Task objective:
Please copy out each line of the entries in which "variant" appears.

Stored data:
//! Format parsers turning raw CI artifacts into the canonical [`Run`].
//!
//! Every artifact is first decoded into one variant of [`ArtifactDocument`]; a pure mapping per
//! variant then produces canonical reports. Anything that fits no variant is a `PARSE_*` error.

use std::path::Path;

use tracing::info;

use crate::aggregate::{aggregate_run, merge_runs};
use crate::domain::Run;
use crate::error::{read_file, AppError};
use crate::threshold::AnalysisRecord;

pub mod junit_xml;
pub mod mocha_json;
pub mod perf_analysis;

pub use junit_xml::{parse_junit_xml, XmlSuiteDocument};
pub use mocha_json::{parse_mocha_json, JsonArtifact, MochaReportDocument};
pub use perf_analysis::perf_analysis_to_run;

#[derive(Debug, Clone, PartialEq)]
pub enum ArtifactDocument {
    XmlSuite(XmlSuiteDocument),
    MochaReport(MochaReportDocument),
    PerfAnalysis(Vec<AnalysisRecord>),
}

/// File stem used wherever a generator left a name empty or literally `"null"`.
pub(crate) fn artifact_stem(path: &Path) -> String {
    path.file_stem()
        .map(|s| s.to_string_lossy().into_owned())
        .unwrap_or_else(|| path.display().to_string())
}

fn looks_like_analysis_records(value: &serde_json::Value) -> bool {
    value.as_array().is_some_and(|items| {
        items.iter().all(|item| {
            ["run", "transaction", "metric", "comparator", "error"]
                .iter()
                .all(|k| item.get(*k).is_some())
        })
    })
}

fn has_mocha_keys(value: &serde_json::Value) -> bool {
    value.get("stats").is_some() || value.get("results").is_some()
}

/// Decode one artifact into its document variant.
///
/// `Ok(None)` is returned for Mocha-like files missing `stats` or `results`; those are skipped.
pub fn decode_artifact(path: &Path, content: &str) -> Result<Option<ArtifactDocument>, AppError> {
    let ext = path
        .extension()
        .map(|e| e.to_string_lossy().to_ascii_lowercase())
        .unwrap_or_default();
    match ext.as_str() {
        "xml" => junit_xml::read_xml_suite_document(content, path)
            .map(|doc| Some(ArtifactDocument::XmlSuite(doc))),
        "json" => {
            let value: serde_json::Value = serde_json::from_str(content)
                .map_err(|e| AppError::parse("PARSE_JSON_FAILED", path, e))?;
            if mocha_json::is_mocha_shaped(&value) {
                return mocha_json::mocha_document_from_value(value, path)
                    .map(|doc| Some(ArtifactDocument::MochaReport(doc)));
            }
            if has_mocha_keys(&value) {
                info!(path = %path.display(), "skipping JSON artifact without stats and results");
                return Ok(None);
            }
            if looks_like_analysis_records(&value) {
                return serde_json::from_value(value)
                    .map(|records| Some(ArtifactDocument::PerfAnalysis(records)))
                    .map_err(|e| AppError::parse("PARSE_JSON_SCHEMA_MISMATCH", path, e));
            }
            Err(AppError::new(
                "PARSE_UNKNOWN_FORMAT",
                "JSON artifact matches no known report format",
            )
            .with_details(format!("path={}", path.display())))
        }
        _ => Err(AppError::new(
            "PARSE_UNKNOWN_FORMAT",
            "Unsupported test artifact type",
        )
        .with_details(format!("path={}; extension={ext}", path.display()))),
    }
}

/// Map one decoded document onto canonical reports.
pub fn document_to_run(doc: &ArtifactDocument, path: &Path) -> Run {
    match doc {
        ArtifactDocument::XmlSuite(d) => {
            aggregate_run(vec![junit_xml::xml_document_to_report(d.clone(), path)])
        }
        ArtifactDocument::MochaReport(d) => {
            aggregate_run(vec![mocha_json::mocha_document_to_report(d, path)])
        }
        ArtifactDocument::PerfAnalysis(records) => perf_analysis_to_run(records),
    }
}

/// Read, decode and normalize every artifact, merging them into one run.
///
/// The first structurally invalid artifact aborts the whole call.
pub fn parse_artifacts<P: AsRef<Path>>(paths: &[P]) -> Result<Run, AppError> {
    let mut runs = Vec::with_capacity(paths.len());
    for path in paths {
        let path = path.as_ref();
        let content = read_file(path)?;
        if let Some(doc) = decode_artifact(path, &content)? {
            runs.push(document_to_run(&doc, path));
        }
    }
    Ok(merge_runs(runs))
}
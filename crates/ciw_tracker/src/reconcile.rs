//! Imperative shell around [`ciw_core::reconcile::decide_with`].
//!
//! One invocation lists the service's issues, decides, then performs the chosen transition.
//! Mutations run one at a time; the first tracker error aborts the invocation and is returned.

use ciw_core::dedup::run_dedup_key;
use ciw_core::domain::{Incident, Issue, Run};
use ciw_core::error::AppError;
use ciw_core::incident::build_incident;
use ciw_core::reconcile::{
    decide_with, Action, BodySubstringMatcher, DedupMatcher, MatchStrategy, ReconcilePolicy,
};
use serde::{Deserialize, Serialize};
use tracing::info;

use crate::assignee::AssigneeResolver;
use crate::body::MarkerMatcher;
use crate::tracker::IssueTracker;

#[derive(Debug, Clone, Serialize, Deserialize, PartialEq, Eq)]
pub struct ReconcileOutcome {
    pub action: Action,
    pub created: Option<Issue>,
    pub closed: Vec<u64>,
    pub reopened: Option<u64>,
}

pub fn dedup_matcher(strategy: MatchStrategy) -> &'static dyn DedupMatcher {
    match strategy {
        MatchStrategy::Substring => &BodySubstringMatcher,
        MatchStrategy::Marker => &MarkerMatcher,
    }
}

/// Build the incident for a run: dedup key per policy scope, assignee from the resolver.
pub fn incident_for_run(
    service: &str,
    run: &Run,
    policy: &ReconcilePolicy,
    source_url: Option<String>,
    assignees: &dyn AssigneeResolver,
) -> Result<Incident, AppError> {
    let dedup_key = run_dedup_key(service, run, policy.dedup_scope);
    let assignee = assignees.resolve_assignee(service)?;
    Ok(build_incident(service, run, dedup_key, source_url, assignee))
}

pub fn reconcile_incident(
    tracker: &dyn IssueTracker,
    incident: &Incident,
    matcher: &dyn DedupMatcher,
    policy: &ReconcilePolicy,
) -> Result<ReconcileOutcome, AppError> {
    let issues = tracker.list_issues(&incident.service)?;
    let action = decide_with(
        &incident.counts,
        &issues,
        &incident.dedup_key,
        matcher,
        policy,
    );

    let mut outcome = ReconcileOutcome {
        action: action.clone(),
        created: None,
        closed: Vec::new(),
        reopened: None,
    };

    match action {
        Action::Create => {
            let issue = tracker.create_issue(incident)?;
            info!(
                service = %incident.service,
                number = issue.number,
                dedup_key = %incident.dedup_key,
                "created issue"
            );
            outcome.created = Some(issue);
        }
        Action::CloseAll { issues } => {
            for issue in &issues {
                tracker.close_issue(issue, incident)?;
                info!(service = %incident.service, number = issue.number, "closed issue");
                outcome.closed.push(issue.number);
            }
        }
        Action::Reopen { issue } => {
            tracker.reopen_issue(&issue, incident)?;
            info!(
                service = %incident.service,
                number = issue.number,
                dedup_key = %incident.dedup_key,
                "reopened issue"
            );
            outcome.reopened = Some(issue.number);
        }
        Action::NoAction { reason } => {
            info!(
                service = %incident.service,
                dedup_key = %incident.dedup_key,
                fail = incident.counts.fail,
                existing = issues.len(),
                ?reason,
                "no issue transition"
            );
        }
    }

    Ok(outcome)
}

Reply to the exercise:
//! Every artifact is first decoded into one variant of [`ArtifactDocument`]; a pure mapping per
//! variant then produces canonical reports. Anything that fits no variant is a `PARSE_*` error.
/// Decode one artifact into its document variant.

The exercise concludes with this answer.